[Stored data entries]
■ ■ ■ ■

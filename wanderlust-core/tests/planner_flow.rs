//! End-to-end flows across catalog, routes, itinerary and budget.

use wanderlust_core::budget::{format_amount, format_percentage, ExpenseDraft};
use wanderlust_core::filter::{search_destinations, AccommodationFilter};
use wanderlust_core::itinerary::{ItemDraft, ItemKind};
use wanderlust_core::{Catalog, Itinerary, Route, Settings};

#[test]
fn detail_page_to_itinerary() {
    let catalog = Catalog::builtin();

    let Route::DestinationDetail(id) = Route::parse("/destinations/santorini") else {
        panic!("expected detail route");
    };
    let dest = catalog.destination(id.as_str()).expect("santorini in catalog");

    // "Add to itinerary" navigates with the destination preselected.
    let next = Route::Itinerary {
        destination: Some(dest.id.clone()),
    };
    assert_eq!(next.path(), "/itinerary?destination=santorini");

    let Route::Itinerary { destination } = Route::parse(&next.path()) else {
        panic!("expected itinerary route");
    };
    let mut trip = Itinerary::for_destination(&catalog, destination.as_ref().map(|d| d.as_str()));
    assert_eq!(trip.trip_name, "Trip to Santorini");

    let day1 = trip.add_day();
    let day2 = trip.add_day();
    let item = trip.add_item(&day2).unwrap();

    let mut draft = ItemDraft::begin(trip.day(&day2).unwrap().item(&item).unwrap());
    draft.item.title = "Ferry to Oia".into();
    draft.item.kind = ItemKind::Transport;
    draft.time_text = "08:30".into();
    trip.save_draft(&day2, draft);

    trip.move_day(&day2, &day1);
    assert_eq!(trip.days[0].id, day2);
    assert_eq!(trip.days[0].title(), "Day 2");
    assert_eq!(trip.days[0].items[0].title, "Ferry to Oia");
    assert_eq!(trip.days[0].items[0].time_label(), "08:30");
    assert_eq!(trip.item_count(), 1);
}

#[test]
fn unknown_detail_id_has_no_destination() {
    let catalog = Catalog::builtin();
    let Route::DestinationDetail(id) = Route::parse("/destinations/atlantis") else {
        panic!("expected detail route");
    };
    assert!(catalog.destination(id.as_str()).is_none());
}

#[test]
fn selector_search() {
    let catalog = Catalog::builtin();
    let hits: Vec<_> = search_destinations(&catalog.destinations, "ital")
        .into_iter()
        .map(|d| d.id.as_str())
        .collect();
    assert_eq!(hits, vec!["rome"]);
    assert!(search_destinations(&catalog.destinations, "zzz").is_empty());
}

#[test]
fn stays_filter_with_settings_ceiling() {
    let catalog = Catalog::builtin();
    let settings = Settings::from_toml("[accommodations]\nprice_ceiling = 2000\n").unwrap();

    let mut filter = AccommodationFilter::default();
    let default_count = filter.apply(&catalog.accommodations).len();
    filter
        .price
        .nudge_max(20, settings.accommodations.price_step, settings.accommodations.price_ceiling);
    assert_eq!(filter.price.max, 2000);
    assert_eq!(filter.apply(&catalog.accommodations).len(), default_count + 1);
}

#[test]
fn budget_from_settings() {
    let settings = Settings::from_toml("[budget]\ntravelers = 4\ndays = 5\ncurrency = \"JPY\"\n").unwrap();
    let mut budget = settings.new_budget();
    assert_eq!(format_amount(budget.total()), "$2150.00");
    assert_eq!(format_amount(budget.per_person()), "$537.50");
    assert_eq!(format_amount(budget.per_day()), "$430.00");

    budget.draft = ExpenseDraft {
        category: "activities".into(),
        description: "Sumo tickets".into(),
        amount: 150.0,
    };
    budget.add_expense().unwrap();
    assert_eq!(budget.category_total("activities"), 350.0);
    assert_eq!(format_percentage(budget.category_percentage("activities")), "15.2%");
}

■ ■ ■ ■

** Work to complete **
Extract all lines from the data in which "next" is found.

** Completed task **
    let next = Route::Itinerary {
    assert_eq!(next.path(), "/itinerary?destination=santorini");
    let Route::Itinerary { destination } = Route::parse(&next.path()) else {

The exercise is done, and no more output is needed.